The upshot is that Russia’s telecom sector today doesn’t look much different from those of Russia’s western European peers. Growth of the sector has been quicker than most experts forecast: sim card penetration rate passed 100pc several years ago.

As the Russian market reaches maturity, the game is already starting to change, with the leading companies casting their eyes across borders to other emerging European markets that are still playing catch-up to Russia’s lead.

Fridman picked up a minority stake in Russia’s third-largest mobile phone operator MegaFon in another long-running corporate tussle, as well as doing a deal two years ago to acquire a stake in Turkey’s leading mobile company Turkcell. Alfa Group said in January that it wants to merge MegaFon and Turkcell into a holding company called Altimo, but Russia’s regulator is not happy with the idea.

Yevgeny Dumalkin, a spokesman for Altimo, told newswires in January: “The 
 potential of the telecommunications sector inside and outside of Russia is far from exhausted. In this regard, Altimo does not plan to part with its current assets in this sphere and will actually work to consolidate assets in the telecommunications sector.”

But it is VimpelCom that holds the greatest promise and will be the cornerstone of Fridman’s vision to build a mobile phone company covering the entire territory of the former Soviet Union and beyond.

Mobile telephony’s market share in Russia

 

Where next?

The merger – which featured a long-standing dispute between Altimo and Telenor, a Norwegian company that owned a 29.9pc stake in VimpelCom – marked one of the nastiest corporate battles in eastern Europe and did Russia’s image a lot of damage.

In the end, Fridman won out and both companies agreed to the creation of VimpelCom Ltd, combining his assets with VimpelCom and Kyivstar, a leading Ukranian mobile operator.

One of the first Russian companies to list abroad, VimpelCom is listed on the New York Stock Exchange.

So far, the new company has said little on what its next step will be, but the merger means the company is already the leading operator in the two biggest markets in eastern Europe with a combined population of 188m people – equivalent to a quarter of the entire European population.
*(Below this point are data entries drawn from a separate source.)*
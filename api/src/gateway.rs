use std::fmt;
use std::sync::Arc;

use crate::table::{
    responses_from_table, responses_to_table, ChartDataset, ResponseRecord, DATA_WORKSHEET,
    REACTIONS_HEADER, REACTIONS_WORKSHEET,
};
use crate::{GatewayError, SheetConnection, SheetError, WriteMode};

/// Typed operations over the two experiment worksheets.
///
/// Cheap to clone; clones share the connection.
#[derive(Clone)]
pub struct Gateway {
    conn: Arc<dyn SheetConnection>,
}

impl Gateway {
    pub fn new(conn: Arc<dyn SheetConnection>) -> Self {
        Self { conn }
    }

    pub fn from_connection(conn: impl SheetConnection + 'static) -> Self {
        Self::new(Arc::new(conn))
    }

    /// Load the chart rows. Any read or parse failure is fatal for the session.
    pub fn load_chart_dataset(&self) -> Result<ChartDataset, GatewayError> {
        let unavailable = |source| GatewayError::DataUnavailable {
            worksheet: DATA_WORKSHEET,
            source,
        };

        let table = self.conn.read(DATA_WORKSHEET).map_err(unavailable)?;
        let dataset = ChartDataset::from_table(&table).map_err(unavailable)?;
        tracing::info!(
            backend = %self.conn.describe(),
            rows = dataset.len(),
            "loaded chart dataset"
        );
        Ok(dataset)
    }

    /// Load previously recorded responses. A worksheet that does not exist yet
    /// counts as empty; rows that cannot be parsed are skipped.
    pub fn load_responses(&self) -> Result<Vec<ResponseRecord>, GatewayError> {
        let unavailable = |source| GatewayError::DataUnavailable {
            worksheet: REACTIONS_WORKSHEET,
            source,
        };

        let table = match self.conn.read(REACTIONS_WORKSHEET) {
            Ok(table) => table,
            Err(SheetError::MissingWorksheet(_)) => return Ok(Vec::new()),
            Err(err) => return Err(unavailable(err)),
        };

        let parsed = responses_from_table(&table).map_err(unavailable)?;
        if parsed.skipped > 0 {
            tracing::warn!(
                skipped = parsed.skipped,
                worksheet = REACTIONS_WORKSHEET,
                "skipped malformed response rows"
            );
        }
        Ok(parsed.records)
    }

    /// Attempt the append once.
    pub fn append_response(&self, record: &ResponseRecord) -> Result<(), GatewayError> {
        self.conn
            .append(REACTIONS_WORKSHEET, &REACTIONS_HEADER, &record.to_row())
            .map_err(|source| GatewayError::PersistenceWriteFailed {
                worksheet: REACTIONS_WORKSHEET,
                source,
            })
    }

    /// Overwrite the whole `Reactions` worksheet with `records`.
    pub fn resync_responses(&self, records: &[ResponseRecord]) -> Result<(), GatewayError> {
        self.conn
            .update(REACTIONS_WORKSHEET, &responses_to_table(records))
            .map_err(|source| GatewayError::PersistenceWriteFailed {
                worksheet: REACTIONS_WORKSHEET,
                source,
            })
    }

    /// Persist one completed trial according to `mode`. `snapshot` is the full
    /// session log including `record`, used by [`WriteMode::Overwrite`].
    pub fn write_response(
        &self,
        mode: WriteMode,
        record: &ResponseRecord,
        snapshot: &[ResponseRecord],
    ) -> Result<(), GatewayError> {
        match mode {
            WriteMode::Append => self.append_response(record),
            WriteMode::Overwrite => self.resync_responses(snapshot),
        }
    }
}

impl fmt::Debug for Gateway {
    fn fmt(&self, f: &mut fmt::Formatter<'_>) -> fmt::Result {
        f.debug_struct("Gateway")
            .field("backend", &self.conn.describe())
            .finish()
    }
}
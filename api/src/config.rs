//! Connection settings for the `[sheets]` section of the app config.

use std::path::{Path, PathBuf};
use std::sync::Arc;

use serde::{Deserialize, Serialize};

use crate::csv::CsvSheets;
use crate::{MemorySheets, SheetConnection, SheetError};

#[derive(Debug, Clone, Copy, Serialize, Deserialize, PartialEq, Eq, Default)]
#[serde(rename_all = "kebab-case")]
pub enum BackendKind {
    #[default]
    Csv,
    Http,
    Memory,
}

/// How completed trials reach the `Reactions` worksheet.
#[derive(Debug, Clone, Copy, Serialize, Deserialize, PartialEq, Eq, Default)]
#[serde(rename_all = "kebab-case")]
pub enum WriteMode {
    /// Append the new row only.
    #[default]
    Append,
    /// Rewrite the whole worksheet from the session log after every trial.
    Overwrite,
}

#[derive(Debug, Clone, Serialize, Deserialize, PartialEq)]
pub struct SheetsConfig {
    #[serde(default)]
    pub backend: BackendKind,
    /// Directory for the CSV backend. Falls back to the platform data dir.
    #[serde(default, skip_serializing_if = "Option::is_none")]
    pub dir: Option<PathBuf>,
    /// Base URL for the HTTP backend.
    #[serde(default, skip_serializing_if = "Option::is_none")]
    pub endpoint: Option<String>,
    /// Name of the environment variable holding the HTTP bearer token.
    #[serde(default, skip_serializing_if = "Option::is_none")]
    pub token_env: Option<String>,
    #[serde(default = "SheetsConfig::default_timeout_ms")]
    pub timeout_ms: u64,
    #[serde(default)]
    pub write_mode: WriteMode,
}

impl SheetsConfig {
    fn default_timeout_ms() -> u64 {
        5_000
    }

    /// Open the configured backend. `default_dir` is used by the CSV backend
    /// when no `dir` is set.
    pub fn connect(&self, default_dir: &Path) -> Result<Arc<dyn SheetConnection>, SheetError> {
        match self.backend {
            BackendKind::Csv => {
                let dir = self.dir.clone().unwrap_or_else(|| default_dir.to_path_buf());
                Ok(Arc::new(CsvSheets::new(dir)))
            }
            BackendKind::Memory => Ok(Arc::new(MemorySheets::new())),
            BackendKind::Http => self.connect_http(),
        }
    }

    #[cfg(not(target_arch = "wasm32"))]
    fn connect_http(&self) -> Result<Arc<dyn SheetConnection>, SheetError> {
        let endpoint = self
            .endpoint
            .as_deref()
            .ok_or_else(|| SheetError::Unavailable("`sheets.endpoint` is not set".into()))?;
        let token = self
            .token_env
            .as_deref()
            .and_then(|var| std::env::var(var).ok())
            .filter(|token| !token.is_empty());
        let timeout = std::time::Duration::from_millis(self.timeout_ms);
        Ok(Arc::new(crate::http::HttpSheets::new(
            endpoint, token, timeout,
        )?))
    }

    #[cfg(target_arch = "wasm32")]
    fn connect_http(&self) -> Result<Arc<dyn SheetConnection>, SheetError> {
        Err(SheetError::Unavailable(
            "the http backend is not available in the browser".into(),
        ))
    }
}

impl Default for SheetsConfig {
    fn default() -> Self {
        Self {
            backend: BackendKind::default(),
            dir: None,
            endpoint: None,
            token_env: None,
            timeout_ms: Self::default_timeout_ms(),
            write_mode: WriteMode::default(),
        }
    }
}

#[cfg(test)]
mod tests {
    use super::*;

    #[test]
    fn empty_section_uses_defaults() {
        let cfg: SheetsConfig = toml::from_str("").unwrap();
        assert_eq!(cfg, SheetsConfig::default());
        assert_eq!(cfg.timeout_ms, 5_000);
    }

    #[test]
    fn parses_http_backend() {
        let cfg: SheetsConfig = toml::from_str(
            r#"
            backend = "http"
            endpoint = "https://sheets.example/api"
            token_env = "GLANCE_SHEETS_TOKEN"
            write_mode = "overwrite"
            "#,
        )
        .unwrap();
        assert_eq!(cfg.backend, BackendKind::Http);
        assert_eq!(cfg.endpoint.as_deref(), Some("https://sheets.example/api"));
        assert_eq!(cfg.write_mode, WriteMode::Overwrite);
    }

    #[test]
    fn http_without_endpoint_fails() {
        let cfg = SheetsConfig {
            backend: BackendKind::Http,
            ..SheetsConfig::default()
        };
        let err = cfg.connect(Path::new(".")).err().unwrap();
        assert!(matches!(err, SheetError::Unavailable(_)));
    }

    #[test]
    fn csv_prefers_configured_dir() {
        let cfg = SheetsConfig {
            dir: Some(PathBuf::from("/tmp/glance-sheets")),
            ..SheetsConfig::default()
        };
        let conn = cfg.connect(Path::new("/nonexistent")).unwrap();
        assert_eq!(conn.describe(), "csv:/tmp/glance-sheets");
    }
}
“VimpelCom Ltd says it doesn’t have a strategy for now, but that it will be developed and announced in the summer,” says Victor Klimovich, a telecom analyst at VTB Capital in Moscow.

“The only hint given is that the [former] CEO, Alexander Izosimov, said in February the company will probably concentrate more on mergers than acquisitions.”

Fridman still has a clear field in most of the countries that the new company can expand into, but to really make the dream come true, Altimo will have to go up against the world’s largest companies at some point.

“There’s a rumour in the market that VimpelCom may bid for some of [the Middle East's mobile powerhouse] Orascom’s assets – one of the biggest emerging market operators with operations in Africa as well as Pakistan and Bangladesh,” says Mr Klimovich.

“It’s thought VimpelCom is interested in the latter, but Telenor already has strong positions in those two countries – so that could see a problem again.”

With the world’s economy in tatters, the future for telecom companies is now in the fast- growing economies of the emerging markets, and Fridman has already placed himself in a strong position to emerge as one of the leaders in the race.